--- What the task asks ---
Using only the records, tally the lines with "from" in them and state that total by itself.

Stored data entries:
//! Coordinator bridge between the mesh and the hub.

use crate::address::NodeAddress;
use crate::error::Result;
use crate::hub::{HubLink, HubMessage, HubRequest};
use crate::message::{Command, Reply, Report};
use crate::protocol::RetryAckProtocol;
use crate::radio::RadioLink;
use crate::registry::DeviceRegistry;
use tracing::{debug, info, warn};

/// What happened to one hub command line
#[derive(Debug, Clone, PartialEq)]
pub enum Dispatch {
    Forwarded {
        address: NodeAddress,
        command: Command,
    },
    UnknownTarget {
        target: String,
    },
    /// Every transmit attempt towards a resolved target failed
    SendFailed {
        address: NodeAddress,
        command: Command,
    },
    /// Malformed line, logged and dropped
    Dropped,
}

pub struct CommandRouter<H: HubLink> {
    node_id: String,
    registry: DeviceRegistry,
    hub: H,
}

impl<H: HubLink> CommandRouter<H> {
    pub fn new(node_id: impl Into<String>, hub: H) -> Self {
        Self {
            node_id: node_id.into(),
            registry: DeviceRegistry::new(),
            hub,
        }
    }

    pub fn registry(&self) -> &DeviceRegistry {
        &self.registry
    }

    pub async fn announce_online(&mut self) -> Result<()> {
        let line = HubMessage::Online {
            node_id: self.node_id.clone(),
        };
        self.publish(&line).await
    }

    /// Record a mesh report, acknowledge it to the sender and forward it to
    /// the hub
    pub async fn ingest_report<R: RadioLink>(
        &mut self,
        protocol: &mut RetryAckProtocol<R>,
        sender: NodeAddress,
        report: &Report,
        max_attempts: u32,
    ) -> Result<()> {
        self.registry
            .record_report(sender, &report.node_id, report.battery);

        let ack = Reply::ok(&self.node_id).to_wire();
        if let Err(e) = protocol
            .send_unconfirmed(sender, ack.as_bytes(), max_attempts)
            .await
        {
            warn!("Could not acknowledge report from {}: {}", report.node_id, e);
        }

        self.publish(&HubMessage::status(report)).await
    }

    /// Forward a reply from a mesh node to the hub
    pub async fn forward_reply(&mut self, sender: NodeAddress, text: &str) -> Result<()> {
        let node = self
            .registry
            .get(&sender)
            .map(|entry| entry.node_id.clone())
            .unwrap_or_else(|| sender.to_string());

        self.publish(&HubMessage::Reply {
            node,
            text: text.to_string(),
        })
        .await
    }

    /// Handle one hub command line
    pub async fn dispatch_hub_line<R: RadioLink>(
        &mut self,
        protocol: &mut RetryAckProtocol<R>,
        line: &str,
        max_attempts: u32,
    ) -> Result<Dispatch> {
        let request = match HubRequest::parse(line) {
            Ok(request) => request,
            Err(e) => {
                warn!("Dropping malformed hub line '{}': {}", line.trim(), e);
                return Ok(Dispatch::Dropped);
            }
        };

        let Some(address) = self.registry.resolve(&request.target) else {
            warn!("Hub target '{}' is not a known device", request.target);
            self.publish(&HubMessage::DeviceNotFound {
                target: request.target.clone(),
            })
            .await?;
            return Ok(Dispatch::UnknownTarget {
                target: request.target,
            });
        };

        let wire = request.command.to_wire();
        if let Err(e) = protocol
            .send_unconfirmed(address, wire.as_bytes(), max_attempts)
            .await
        {
            warn!("Could not forward '{}' to {}: {}", wire, request.target, e);
            self.publish(&HubMessage::SendFailed {
                target: request.target.clone(),
            })
            .await?;
            return Ok(Dispatch::SendFailed {
                address,
                command: request.command,
            });
        }
        info!("Forwarded '{}' to {} ({})", wire, request.target, address);

        Ok(Dispatch::Forwarded {
            address,
            command: request.command,
        })
    }

    /// Dispatch the next pending hub line, if any
    pub async fn service_hub<R: RadioLink>(
        &mut self,
        protocol: &mut RetryAckProtocol<R>,
        max_attempts: u32,
    ) -> Result<Option<Dispatch>> {
        match self.hub.poll_command().await? {
            Some(line) => {
                let dispatch = self.dispatch_hub_line(protocol, &line, max_attempts).await?;
                Ok(Some(dispatch))
            }
            None => Ok(None),
        }
    }

    async fn publish(&mut self, message: &HubMessage) -> Result<()> {
        let line = message.to_string();
        debug!("Publishing to hub: {}", line);
        self.hub.publish(&line).await?;
        Ok(())
    }
}

#[cfg(test)]
mod tests {
    use super::*;
    use crate::hub::MemoryHub;
    use crate::protocol::ProtocolSettings;
    use crate::radio::MockRadio;
    use crate::watchdog::WatchdogSupervisor;

    const CAMARA1: NodeAddress = NodeAddress::new([0, 0x13, 0xA2, 0, 0x42, 0x3D, 0x8A, 0xAC]);

    fn fixture() -> (CommandRouter<MemoryHub>, MemoryHub, RetryAckProtocol<MockRadio>, MockRadio) {
        let hub = MemoryHub::new();
        let radio = MockRadio::new();
        let protocol = RetryAckProtocol::new(
            radio.clone(),
            WatchdogSupervisor::disabled(),
            ProtocolSettings::default(),
        );
        (CommandRouter::new("XBEE_COORD", hub.clone()), hub, protocol, radio)
    }

    #[tokio::test(start_paused = true)]
    async fn test_report_is_recorded_acknowledged_and_published() {
        let (mut router, hub, mut protocol, radio) = fixture();
        let report = Report::new("CAMARA1", 3.7, "started");

        router
            .ingest_report(&mut protocol, CAMARA1, &report, 3)
            .await
            .unwrap();

        assert_eq!(router.registry().find_by_node_id("CAMARA1"), Some(CAMARA1));
        assert_eq!(radio.sent_texts(), vec!["XBEE_COORD:OK"]);
        assert_eq!(radio.transmissions()[0].destination, CAMARA1);
        assert_eq!(hub.published(), vec!["CAMARA1;Bateria=3.70V, Status=started"]);
    }

    #[tokio::test(start_paused = true)]
    async fn test_hub_command_to_registered_node() {
        let (mut router, _hub, mut protocol, radio) = fixture();
        router
            .ingest_report(&mut protocol, CAMARA1, &Report::new("CAMARA1", 3.7, "started"), 3)
            .await
            .unwrap();
        radio.clear_transmissions();

        let dispatch = router
            .dispatch_hub_line(&mut protocol, "CAMARA1;TEL:ON", 3)
            .await
            .unwrap();

        assert_eq!(
            dispatch,
            Dispatch::Forwarded {
                address: CAMARA1,
                command: Command::CameraOn
            }
        );
        let sent = radio.transmissions();
        assert_eq!(sent.len(), 1);
        assert_eq!(sent[0].destination, CAMARA1);
        assert_eq!(sent[0].text(), "TEL:ON");
    }

    #[tokio::test(start_paused = true)]
    async fn test_hub_command_to_unknown_node() {
        let (mut router, hub, mut protocol, radio) = fixture();

        let dispatch = router
            .dispatch_hub_line(&mut protocol, "UNKNOWN;TEL:ON", 3)
            .await
            .unwrap();

        assert_eq!(
            dispatch,
            Dispatch::UnknownTarget {
                target: "UNKNOWN".to_string()
            }
        );
        assert_eq!(radio.transmit_calls(), 0);
        assert_eq!(hub.published(), vec!["ERROR:DEVICE_NOT_FOUND:UNKNOWN"]);
    }

    #[tokio::test(start_paused = true)]
    async fn test_hub_command_send_failure_is_reported_to_hub() {
        let (mut router, hub, mut protocol, radio) = fixture();
        router
            .ingest_report(&mut protocol, CAMARA1, &Report::new("CAMARA1", 3.7, "started"), 3)
            .await
            .unwrap();
        radio.clear_transmissions();
        hub.clear_published();
        radio.fail_next_sends(3);

        let dispatch = router
            .dispatch_hub_line(&mut protocol, "CAMARA1;TEL:ON", 3)
            .await
            .unwrap();

        assert_eq!(
            dispatch,
            Dispatch::SendFailed {
                address: CAMARA1,
                command: Command::CameraOn
            }
        );
        assert_eq!(radio.transmit_calls(), 3);
        assert_eq!(hub.published(), vec!["ERROR:SEND_FAILED:CAMARA1"]);
    }

    #[tokio::test(start_paused = true)]
    async fn test_malformed_hub_line_is_dropped() {
        let (mut router, hub, mut protocol, radio) = fixture();

        let dispatch = router
            .dispatch_hub_line(&mut protocol, "CAMARA1;TEL;ON", 3)
            .await
            .unwrap();

        assert_eq!(dispatch, Dispatch::Dropped);
        assert_eq!(radio.transmit_calls(), 0);
        assert!(hub.published().is_empty());
    }

    #[tokio::test(start_paused = true)]
    async fn test_camera_variant_by_literal_address() {
        let (mut router, hub, mut protocol, radio) = fixture();
        hub.push_command("CAMERA:0013A200423D8AAC:OFF");

        let dispatch = router.service_hub(&mut protocol, 3).await.unwrap();

        assert!(matches!(dispatch, Some(Dispatch::Forwarded { address, .. }) if address == CAMARA1));
        assert_eq!(radio.sent_texts(), vec!["TEL:OFF"]);
        assert_eq!(router.service_hub(&mut protocol, 3).await.unwrap(), None);
    }

    #[tokio::test(start_paused = true)]
    async fn test_replies_are_forwarded_with_node_name() {
        let (mut router, hub, mut protocol, _radio) = fixture();
        let stranger = NodeAddress::new([7; 8]);
        router
            .ingest_report(&mut protocol, CAMARA1, &Report::new("CAMARA1", 3.7, "started"), 3)
            .await
            .unwrap();
        hub.clear_published();

        router.forward_reply(CAMARA1, "CAMARA1:OK").await.unwrap();
        router.forward_reply(stranger, "OK").await.unwrap();

        assert_eq!(
            hub.published(),
            vec!["CAMARA1;Reply=CAMARA1:OK", "0707070707070707;Reply=OK"]
        );
    }

    #[tokio::test(start_paused = true)]
    async fn test_publish_failure_is_an_error() {
        let (mut router, hub, _protocol, _radio) = fixture();
        hub.fail_next_publishes(1);

        assert!(router.announce_online().await.is_err());
        router.announce_online().await.unwrap();
        assert_eq!(hub.published(), vec!["XBEE_COORD;Status=online"]);
    }
}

--- Solution for this exercise ---
2